Tags
booty call, break up, breaking up, friends, friends with an ex, friends with benefits, girl code, hate, jerks, love, relationships
This conversation has come up with my girlfriend and I on more than one occasion. My girlfriend, who is the sweetest, most lovable, good-hearted person I know just can’t cut the cord when it comes to her exes.
It’s not a huge revelation when I say that they’re your ex for a reason. You know that. I know that. We all know that. So why are people still carrying on a friendship after the romance fizzles?
My friend has had a hard time cutting ties with her ex, for whatever reason. Naturally I can not see the logic in this. Either be with them or break up with them and move on. How can you ever expect to move forward when you keep bringing your past into your present?
If you’re not ready to move on, then that’s fine too. There’s no handbook for break ups. They’re messy, and emotional. They’re not always so black and white. These little things called feelings are involved, and make it that much harder to either stay with the person and work it out, or simply walk away (which is sometimes easier said than done).
Why you are still ‘friends’ with your Ex:
- First reason that comes to mind: you still love them. Even though you may be screaming and kicking in your chair right now, “No! I do not!” Really? Why the hell are you still talking to his lying, cheating, broke ass?
- You’re not ready to let go. You are still holding on to a sliver of hope that you two will get back together. You’re too scared to completely walk out of their life, lest they forget about you and find someone new, so you stick around (also called lingering).
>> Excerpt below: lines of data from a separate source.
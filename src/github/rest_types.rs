//! Wire types for the REST search endpoint

use serde::Deserialize;

use crate::types::RepositorySummary;

/// Body of `GET /search/repositories`
#[derive(Debug, Deserialize)]
pub struct RepositorySearchResponse {
    #[serde(default)]
    pub total_count: Option<u64>,
    /// Absent or `null` both mean no matches
    #[serde(default)]
    pub items: Option<Vec<RepositoryItem>>,
}

impl RepositorySearchResponse {
    pub fn into_items(self) -> Vec<RepositoryItem> {
        self.items.unwrap_or_default()
    }
}

#[derive(Debug, Deserialize)]
pub struct RepositoryItem {
    pub name: String,
    pub html_url: String,
    #[serde(default)]
    pub description: Option<String>,
    pub stargazers_count: u64,
    pub forks_count: u64,
}

impl From<RepositoryItem> for RepositorySummary {
    fn from(item: RepositoryItem) -> Self {
        Self {
            name: item.name,
            url: item.html_url,
            description: item.description,
            stars: item.stargazers_count,
            forks: item.forks_count,
        }
    }
}

/// Error body GitHub sends with non-200 responses
#[derive(Debug, Deserialize)]
pub struct ApiErrorBody {
    pub message: String,
}

#[cfg(test)]
mod tests {
    use super::*;

    #[test]
    fn test_parse_search_response() {
        let body = r#"{
            "total_count": 2,
            "incomplete_results": false,
            "items": [
                {
                    "id": 1,
                    "name": "repoA",
                    "full_name": "owner/repoA",
                    "html_url": "https://github.com/owner/repoA",
                    "description": null,
                    "stargazers_count": 5,
                    "forks_count": 0
                },
                {
                    "name": "repoB",
                    "html_url": "https://github.com/owner/repoB",
                    "description": "second",
                    "stargazers_count": 10,
                    "forks_count": 3
                }
            ]
        }"#;

        let response: RepositorySearchResponse = serde_json::from_str(body).unwrap();
        assert_eq!(response.total_count, Some(2));

        let summaries: Vec<RepositorySummary> =
            response.into_items().into_iter().map(Into::into).collect();
        assert_eq!(summaries[0].name, "repoA");
        assert_eq!(summaries[0].description, None);
        assert_eq!(summaries[1].description.as_deref(), Some("second"));
        assert_eq!(summaries[1].forks, 3);
    }

    #[test]
    fn test_missing_items_is_empty() {
        let response: RepositorySearchResponse = serde_json::from_str("{}").unwrap();
        assert!(response.into_items().is_empty());
    }

    #[test]
    fn test_null_items_is_empty() {
        let body = r#"{"total_count": 0, "incomplete_results": false, "items": null}"#;
        let response: RepositorySearchResponse = serde_json::from_str(body).unwrap();
        assert!(response.into_items().is_empty());
    }

    #[test]
    fn test_item_without_name_is_rejected() {
        let body = r#"{"items": [{"html_url": "x", "stargazers_count": 1, "forks_count": 1}]}"#;
        assert!(serde_json::from_str::<RepositorySearchResponse>(body).is_err());
    }
}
- They’re the ones lingering, and you’re just enabling their behavior. This is especially risky behavior because they become co-dependent on an emotional level. Still having you in their lives gives them a sense of relief, as opposed to the anxiety of actually having to live without you. You may not know what you’re doing is actually enabling them, because you’re just trying to be nice, but in all actuality you’re just doing more harm than good. It doesn’t serve them to have you hold their hand even after a break up. This is when you have to take action, and cut them off, however it may hurt them. If they’re akin to harmful behavior to you or to themselves, let them know what you are doing, and let someone else know, as well.
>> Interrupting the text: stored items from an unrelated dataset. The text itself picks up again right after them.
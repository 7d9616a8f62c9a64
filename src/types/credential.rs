use serde::{Deserialize, Serialize};

/// Opaque credential authorizing GitHub API requests.
///
/// `Debug` prints the masked form so tokens never end up in logs.
#[derive(Clone, PartialEq, Eq, Serialize, Deserialize)]
pub struct ApiToken(String);

impl ApiToken {
    pub fn new<T: Into<String>>(token: T) -> Self {
        Self(token.into().trim().to_string())
    }

    pub fn as_str(&self) -> &str {
        &self.0
    }

    pub fn is_empty(&self) -> bool {
        self.0.is_empty()
    }

    /// First four characters followed by asterisks
    pub fn masked(&self) -> String {
        let visible: String = self.0.chars().take(4).collect();
        let hidden = self.0.chars().count().saturating_sub(4);
        format!("{}{}", visible, "*".repeat(hidden))
    }
}

impl std::fmt::Debug for ApiToken {
    fn fmt(&self, f: &mut std::fmt::Formatter<'_>) -> std::fmt::Result {
        f.debug_tuple("ApiToken").field(&self.masked()).finish()
    }
}

impl From<String> for ApiToken {
    fn from(s: String) -> Self {
        Self::new(s)
    }
}

impl From<&str> for ApiToken {
    fn from(s: &str) -> Self {
        Self::new(s)
    }
}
- You guys still wanna bone. Simple. I get it, he has a magical dick, and you feel that you will never be able to find a guy who could do what he did. Maybe you won’t, but they make toys that can still get the job done, maybe even better! If all else fails, get a booty call, because there is no way in hell you can still sleep with the same person you had feelings for. You will never be able to make a clean break if you two are still sleeping together. Cut that shit out.
Still, if you insist on talking to your ex after the excellent points I have just made, then, my dear, you made your bed, now lay in it.
If you’re gonna talk the talk then, you better be able to walk the walk. Don’t hide it from your friends. Let them know, ‘Hey, remember my jerk off ex-boyfriend that you guys hate so much ’cause he broke my heart into a million little pieces by sleeping with the girl he met at the food court? Yeah….. we’re still talking. And sleeping together.”
All your friends ::FACE PALM::
Talking to an ex after a break up never works for either party. Break up, and go your separate ways. If at some point down the line you both feel you want to be with each other, then go ahead, have at it.
But you need a period after the break up where you can hate them, hate yourself, cry every day for a week, annoy your friends about it for months, date a string of losers, find yourself, go on a meditation retreat, start a journal, burn your journal, date one of those losers again, stop dating all together, love yourself again, feel beautiful, have fun, love life, find love again.
It’s important to give yourself time to collect yourself because during a relationship you’re lost in that other person. Your identity has been based on your relationship with this other person. Who are you without them? You need to take time to answer that question. When you can, then, and only then, can you talk to your ex. When you are yourself again, and they are who they are again.